Kirby Puckett was one, coming in at 6.7. But he wasn’t the best.
That would be Andy Van Slyke, with a 6.9 WAR. I’ll admit I was pretty surprised at that one.
[Wins lost: 1.5]
Left field: Darryl Strawberry
“Are you better than me?”
“Well, I’ve never met you before, but…yes.”
A major back injury limited Strawberry to just 43 games and a -0.3 WAR with the Dodgers in 1992. However, Strawberry regressed from a 6.5 WAR in 1990 to a 3.7 WAR in 1991, so Smithers isn’t completely exempt from criticism here.

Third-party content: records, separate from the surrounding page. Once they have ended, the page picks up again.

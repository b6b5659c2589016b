//! Metric and attribute name constants.
//!
//! Names follow the OpenTelemetry RPC metrics semantic conventions
//! (<https://opentelemetry.io/docs/specs/semconv/rpc/rpc-metrics/>). Every
//! metric is prefixed with [`SERVER_PREFIX`] or [`CLIENT_PREFIX`] depending
//! on the handler's [`Role`](crate::Role).
//!
//! # Common labels
//!
//! - `rpc.system`: always `"grpc"`
//! - `rpc.grpc.status_code`: numeric gRPC status code
//! - `rpc.grpc.status`: canonical status name (e.g. `"OK"`, `"NotFound"`)
//! - `rpc.service`: service part of `/<service>/<method>`, when parseable
//! - `rpc.method`: method part of `/<service>/<method>`, when parseable

/// Default naming scope passed to the recorder as metric metadata target.
pub const DEFAULT_INSTRUMENTATION_NAME: &str = "grpcmetrics";

pub const SERVER_PREFIX: &str = "rpc.server";
pub const CLIENT_PREFIX: &str = "rpc.client";

/// Messages counted as requests per attempt. Unit: `1`.
pub const REQUESTS_PER_RPC: &str = "requests_per_rpc";

/// Messages counted as responses per attempt. Unit: `1`.
pub const RESPONSES_PER_RPC: &str = "responses_per_rpc";

/// Attempt duration in milliseconds.
pub const DURATION: &str = "duration";

/// Total request payload bytes per attempt.
pub const REQUEST_SIZE: &str = "request.size";

/// Total response payload bytes per attempt.
pub const RESPONSE_SIZE: &str = "response.size";

pub const RPC_SYSTEM: &str = "rpc.system";
pub const RPC_SYSTEM_GRPC: &str = "grpc";
pub const RPC_GRPC_STATUS_CODE: &str = "rpc.grpc.status_code";
pub const RPC_GRPC_STATUS: &str = "rpc.grpc.status";
pub const RPC_SERVICE: &str = "rpc.service";
pub const RPC_METHOD: &str = "rpc.method";

/// Join a role prefix and a metric suffix, e.g. `rpc.server.duration`.
pub fn metric_name(prefix: &str, suffix: &str) -> String {
    format!("{prefix}.{suffix}")
}
//! 土堆滑落演示
//!
//! 一小堆粗粒子沿斜坡下滑，打印每步的细粒子统计。
//!
//! ```text
//! cargo run --example soil_pile
//! RUST_LOG=upsampling=debug cargo run --example soil_pile
//! ```

use glam::Vec3;
use granule_upsampler::core::init_logging;
use granule_upsampler::prelude::*;
use granule_upsampler::upsampling::StaticParticleSource;

const ELEMENT_SIZE: f32 = 0.2;
const DENSITY: f32 = 1600.0;
const DT: f32 = 1.0 / 30.0;

fn main() -> Result<(), Box<dyn std::error::Error>> {
    let mut config = UpsamplingConfig::load_or_default().with_upscaling(27.0);
    config.apply_env_overrides();
    init_logging(&config.logging);

    let mut upsampler = ParticleUpsampler::new(config)?;
    let mut source = StaticParticleSource::new(pile(), ELEMENT_SIZE, DENSITY);

    for frame in 0..90 {
        // 前60帧下滑，之后土堆被移走，细粒子淡出
        if frame == 60 {
            source.particles.clear();
        }
        for particle in &mut source.particles {
            particle.position += particle.velocity * DT;
        }

        let Some(stats) = upsampler.step(&source, DT)? else {
            continue;
        };
        if frame % 10 == 0 || frame == 89 {
            let snapshot = upsampler.snapshot();
            println!(
                "frame {:3}: {:4} coarse, {:4} voxels, {:6} fine (+{} / -{}), {} us, bounds {:?}",
                frame,
                stats.coarse_particles,
                stats.active_voxels,
                stats.live_particles,
                stats.spawned,
                stats.removed,
                stats.elapsed_us,
                snapshot.bounds().map(|b| b.size())
            );
        }
    }

    Ok(())
}

fn pile() -> Vec<CoarseParticle> {
    let radius = FineParticleProperties::nominal_radius_for(ELEMENT_SIZE);
    let mass = FineParticleProperties::new(ELEMENT_SIZE, DENSITY, 1.0)
        .map(|props| props.nominal_mass)
        .unwrap_or(0.0);

    let mut particles = Vec::new();
    for layer in 0..4 {
        let width = 8 - 2 * layer;
        for x in 0..width {
            for z in 0..width {
                let position = Vec3::new(
                    (x + layer) as f32 * ELEMENT_SIZE,
                    layer as f32 * ELEMENT_SIZE,
                    (z + layer) as f32 * ELEMENT_SIZE,
                );
                let velocity = Vec3::new(0.6, -0.1 * layer as f32, 0.0);
                particles.push(CoarseParticle::new(position, radius, velocity, mass));
            }
        }
    }
    particles
}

Injury or not, the left field pick should have been obvious. Barry Bonds led baseball with a .469 wOBA and posted a 10.0 WAR in his MVP season of 1992. Those numbers were untouchable, and maybe picking Bonds would have meant it wouldn’t take a walk-off hit by pitch to beat Shelbyville.
[Wins lost: 10.3]
Pitcher: Roger Clemens
“Sir, he’s in no condition to pitch.”
Clemens had a great 1992, leading baseball with a 2.54 FIP. But, once again, Smithers strikes out with this pick.
In his final year with the Cubs, Greg Maddux posted an 8.4 WAR with a 2.58 FIP en route to winning the National League Cy Young. Plus, he’s too smart of a person to be tricked into clucking like a chicken because of some hypnotist.
[Wins lost: 0.5]
Total WAR lost: -42.6. Way to go, Smithers.